Some days ago it was reported in this newspaper that the International Monetary Fund (IMF) had granted leeway to the government of Pakistan in curbing its fiscal deficit and permitted an increase of Rs130 billion in the defence budget. Apparently, the ever-present ‘security concerns’ facing Pakistan – and therefore, the ‘free world’ at large – are serious enough for the IMF to waive its usually stringent requirements and allow an increase in military spending. Alas, the IMF is not as gracious when it comes to expenditures on the social sector.

Pakistan’s external debt has soared over the past three years. It seems a very long time ago now that the then prime minister Shaukat ‘Shortcut’ Aziz pronounced that Pakistan had broken the begging bowl once and for all and that there was no longer any need to acquire loans from the international financial institutions (IFIs). In fact, the state’s coffers are in worse shape than ever, and it is literally a daily struggle to make sure that the government departments continue to function.

In September 2009 and then again in December, Pakistan Railways’ management did not release wages on time, and only after the intervention of the ministry of finance was the ensuing stand-off between workers and management prevented from becoming a major confrontation. Hundreds of contract workers in innumerable government departments ranging from the Capital Development Authority (CDA) to Allama Iqbal Open University protest on a daily basis because they are subject to completely arbitrary treatment by their employers, and often do not receive salaries at all.
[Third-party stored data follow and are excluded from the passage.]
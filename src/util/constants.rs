/// log2 of the number of bits in a byte
pub const LOG_BITS_IN_BYTE: u8 = 3;
/// The number of bits in a byte
pub const BITS_IN_BYTE: usize = 1 << LOG_BITS_IN_BYTE;

/// log2 of the number of bytes in a kilobyte
pub const LOG_BYTES_IN_KBYTE: u8 = 10;
/// The number of bytes in a kilobyte
pub const BYTES_IN_KBYTE: usize = 1 << LOG_BYTES_IN_KBYTE;

/// log2 of the number of bytes in a megabyte
pub const LOG_BYTES_IN_MBYTE: u8 = 20;
/// The number of bytes in a megabyte
pub const BYTES_IN_MBYTE: usize = 1 << LOG_BYTES_IN_MBYTE;

/// log2 of the number of bytes in a gigabyte
pub const LOG_BYTES_IN_GBYTE: u8 = 30;
/// The number of bytes in a gigabyte
pub const BYTES_IN_GBYTE: usize = 1 << LOG_BYTES_IN_GBYTE;

#[cfg(target_pointer_width = "32")]
/// log2 of the number of bytes in an address
pub const LOG_BYTES_IN_ADDRESS: u8 = 2;
#[cfg(target_pointer_width = "64")]
/// log2 of the number of bytes in an address
pub const LOG_BYTES_IN_ADDRESS: u8 = 3;
/// The number of bytes in an address
pub const BYTES_IN_ADDRESS: usize = 1 << LOG_BYTES_IN_ADDRESS;

/// log2 of the number of bytes in a word
pub const LOG_BYTES_IN_WORD: u8 = LOG_BYTES_IN_ADDRESS;
/// The number of bytes in a word
pub const BYTES_IN_WORD: usize = 1 << LOG_BYTES_IN_WORD;
/// log2 of the number of bits in a word
pub const LOG_BITS_IN_WORD: usize = LOG_BITS_IN_BYTE as usize + LOG_BYTES_IN_WORD as usize;
/// The number of bits in a word
pub const BITS_IN_WORD: usize = 1 << LOG_BITS_IN_WORD;

/// The number of bytes in an instruction word (see [`crate::interp::instr`])
pub const BYTES_IN_INSTR: usize = 4;

/// log2 of the minimal object size in bytes
pub const LOG_MIN_OBJECT_SIZE: u8 = LOG_BYTES_IN_WORD;
/// The minimal object size in bytes (an object is at least its two-word header)
pub const MIN_OBJECT_SIZE: usize = 1 << LOG_MIN_OBJECT_SIZE;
Once upon a time such insecure employment was the preserve of the private sector only, but under the pressure of the IFIs, the third world governments such as ours are adopting contractual labour practices in a big way. The situation in the first-world, where welfare states once guaranteed jobs, health, housing and education, is only a little bit better, especially in the wake of the financial collapse.

And so, it is unfortunate that the reaction to the agreement of the IMF and government of Pakistan on the ‘necessity’ of increasing the defence budget should be so muted. Mainstream political parties, particularly the Pakistan Peoples Party (PPP), should be at the forefront of all efforts to decrease non-productive expenditures, but in practice it appears as if those who we elect simply do not have the will or power to resist the dictates of the powers-that-be, including the IFIs, the US and other western governments, and our very own military establishment.

Indeed, more than half of the Rs130 billion will go towards increased salaries for the men in khaki. There is no indication of whether all ranks of military men will benefit, but either way, the average increase of Rs10,000 in wages is far in excess when compared to any increment that is granted to employees of civilian departments. Evidently, inducements must be offered to military personnel so as to keep the so-called ‘war on terror’ on track whereas it matters little whether the hundreds of thousands that staff civilian departments have any incentive to improve, or at the very least, maintain a minimum level of service to the public (daresay there is a link between the failure of the state to meet the basic needs and the rise of militant Islamism).

Surely it is time to ask why the white elephants such as defence and debt servicing are never put on the IMF’s – and therefore the government’s – chopping block when all and sundry are extolling the virtues of controlling the fiscal deficit. In the United States, intelligent voices have started to make noises about the relationship between the social and economic conditions of working people and the gargantuan defence budget; it does not take rocket science to recognise that there is a direct trade-off between spending money on bombs and spending money on meeting people’s needs.

It is unfortunate that the Pakistani media apes its American counterpart by not allowing such voices to gain the kind of audience that they deserve. There is a lot of hyperbole about American interference in our affairs and the violation of our sovereignty, but no one appears willing to accept that our own love-affair with nuclear bombs and military might is directly correlated with our inability to provide for ourselves and not have to rely on the largesse of the imperialist powers.

It is true that, from the very outset, imperialism has patronised the military establishment and ensured that Pakistan remains a garrison state. And this is precisely why only Pakistanis themselves can be relied upon to change the nature of the state and thereby the priorities that shape our public expenditures. Until and unless we insist that notional ‘security concerns’ and nuclear bombs are nowhere near as important as providing for people and creating a peaceful society, we will neither decrease our dependence on the IFIs and western governments, nor move beyond the cynicism and opportunism that have become so commonplace across the length and breadth of the land of the pure.

If nothing else, the sheer hypocrisy of the IMF and its sister institutions should be exposed. It is telling that IMF missions do not even bother to come to Pakistan anymore to negotiate with our finance managers, but instead summon the latter to the desert paradise of Dubai. Presumably the IMFers are worried about the ‘security situation’; it is the teeming 170 million in whose name the IMFers conduct their ‘development’ experiments that are left to deal with the fallouts of neo-liberalism and imperialist war.

With the resignation of finance minister Shaukat Tarin, Pakistan’s elected government has established the dubious record of having gone through three finance ministers in barely two years in office. The search for the fourth will be straightforward: the candidate will need to be fluent in neo-liberal speak, be familiar with the IMF, World Bank and Asian Development Bank (ADB) bureaucracies, and know how to lie to his own people about ‘development’, ‘progress’ and the ‘national interest’.